La sécurité routière reste un enjeu majeur en France, alors que de nouvelles mesures de contrôle voient le jour pour lutter contre la conduite sans assurance.
Face à la gravité de cette infraction et à ses conséquences dramatiques, les autorités renforcent leur vigilance, notamment grâce à des dispositifs technologiques innovants.
Les chiffres liés aux accidents impliquant des véhicules non assurés témoignent de l’ampleur du phénomène et de ses répercussions sur l’ensemble de la société. Focus sur les enjeux, les profils concernés et les solutions mises en place pour protéger tous les usagers de la route.
L’ampleur de la conduite sans assurance en France
En France, la conduite sans assurance demeure un phénomène préoccupant : près de 515 000 personnes circuleraient sans couverture, selon l’ONISR. En 2024, 216 décès, soit 7 % de la mortalité routière, sont liés à des accidents impliquant des véhicules non assurés, dont 156 concernaient les occupants de ces véhicules. Par ailleurs, 4,8 % des véhicules impliqués dans des accidents corporels ne sont pas assurés.

Le profil des conducteurs non assurés révèle une surreprésentation des moins de 35 ans, qui constituent deux tiers des conducteurs non assurés impliqués dans des accidents mortels, alors qu’ils ne représentent qu’un tiers de la mortalité routière globale.
Des conducteurs non assurés plus exposés aux accidents mortels
Les automobilistes et conducteurs de deux-roues non assurés présentent un risque nettement accru d’être responsables d’accidents mortels. Selon l’ONISR, un automobiliste sans assurance a quatre fois plus de chances d’être à l’origine d’un accident mortel qu’un conducteur assuré.
Pour les deux-roues motorisés, ce risque est multiplié par 2,5. Cette surreprésentation s’explique notamment par des comportements plus dangereux, comme les excès de vitesse ou la prise de risques, souvent associés à l’absence d’assurance.
Au-delà du danger pour autrui, la non-assurance expose également ces conducteurs à des conséquences financières et pénales majeures, tout en faisant peser le coût des dommages sur l’ensemble de la collectivité.
Le nouveau dispositif de contrôle automatisé
Pour lutter contre la conduite sans assurance, les autorités ont déployé un dispositif innovant : les radars automatiques vérifient désormais, lors des excès de vitesse supérieurs à 50 km/h, si le véhicule flashé est assuré.
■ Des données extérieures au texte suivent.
/*
 *
 * Copyright 2025 gRPC authors.
 *
 * Permission is hereby granted, free of charge, to any person obtaining a copy
 * of this software and associated documentation files (the "Software"), to
 * deal in the Software without restriction, including without limitation the
 * rights to use, copy, modify, merge, publish, distribute, sublicense, and/or
 * sell copies of the Software, and to permit persons to whom the Software is
 * furnished to do so, subject to the following conditions:
 *
 * The above copyright notice and this permission notice shall be included in
 * all copies or substantial portions of the Software.
 *
 * THE SOFTWARE IS PROVIDED "AS IS", WITHOUT WARRANTY OF ANY KIND, EXPRESS OR
 * IMPLIED, INCLUDING BUT NOT LIMITED TO THE WARRANTIES OF MERCHANTABILITY,
 * FITNESS FOR A PARTICULAR PURPOSE AND NONINFRINGEMENT. IN NO EVENT SHALL THE
 * AUTHORS OR COPYRIGHT HOLDERS BE LIABLE FOR ANY CLAIM, DAMAGES OR OTHER
 * LIABILITY, WHETHER IN AN ACTION OF CONTRACT, TORT OR OTHERWISE, ARISING
 * FROM, OUT OF OR IN CONNECTION WITH THE SOFTWARE OR THE USE OR OTHER DEALINGS
 * IN THE SOFTWARE.
 *
 */

//! The data-plane seam between the channel and its transports.
//!
//! The channel does not encode or decode messages; requests and responses
//! carry opaque byte frames, and the codec layers above this crate are
//! responsible for their contents.

use std::pin::Pin;

use bytes::Bytes;
use tokio_stream::Stream;
use tonic::{Status, async_trait, metadata::MetadataMap};

use crate::client::CallOptions;

/// The stream of outgoing message frames for a request.
pub type RequestStream = Pin<Box<dyn Stream<Item = Bytes> + Send + Sync>>;

/// The stream of incoming message frames for a response.  The stream ends
/// with an error item if the call terminates with a non-OK status.
pub type ResponseStream = Pin<Box<dyn Stream<Item = Result<Bytes, Status>> + Send>>;

/// A single RPC as seen by the channel: the full method name, the outgoing
/// metadata, per-call options, and the outgoing message frames.
pub struct Request {
    /// The full method name, e.g. "/pkg.Service/Method".
    pub method: String,

    /// Metadata to send with the request.
    pub headers: MetadataMap,

    /// Settings for this call.
    pub options: CallOptions,

    /// Outgoing message frames.
    pub messages: RequestStream,
}

impl Request {
    /// Creates a request with no metadata, default options, and no outgoing
    /// messages.
    pub fn new(method: impl Into<String>) -> Self {
        Self {
            method: method.into(),
            headers: MetadataMap::new(),
            options: CallOptions::default(),
            messages: Box::pin(tokio_stream::empty()),
        }
    }
}

/// The server's answer to a [`Request`].
pub struct Response {
    /// Initial metadata returned by the server.
    pub headers: MetadataMap,

    /// Incoming message frames.
    pub messages: ResponseStream,
}

impl std::fmt::Debug for Response {
    fn fmt(&self, f: &mut std::fmt::Formatter<'_>) -> std::fmt::Result {
        f.debug_struct("Response")
            .field("headers", &self.headers)
            .field("messages", &"<stream>")
            .finish()
    }
}

/// A type capable of performing RPCs.  Implemented by connected transports;
/// the channel itself routes each call to one of them.
#[async_trait]
pub trait Service: Send + Sync {
    async fn call(&self, request: Request) -> Result<Response, Status>;
}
Ce contrôle s’effectue grâce au croisement instantané des données des radars avec le fichier des véhicules assurés (FVA). Ce ciblage des infractions les plus graves vise à dissuader les comportements à risque et à réduire le nombre d’accidents mortels impliquant des conducteurs non assurés.
Les enjeux collectifs et la réponse des autorités
La conduite sans assurance représente un fardeau financier considérable pour la collectivité. Les indemnisations des victimes d’accidents causés par des conducteurs non assurés sont prises en charge par le Fonds de garantie, alimenté par les cotisations des assurés et, indirectement, par les contribuables.
Cette situation accroît la pression sur les primes d’assurance et les finances publiques. Face à la gravité de cette infraction, qualifiée de « priorité absolue » par la ministre déléguée Marie-Pierre Vedrenne, les autorités intensifient les contrôles automatisés.
L’objectif est clair : responsabiliser les conducteurs et protéger l’ensemble des usagers de la route, tout en limitant l’impact économique de la non-assurance sur la société.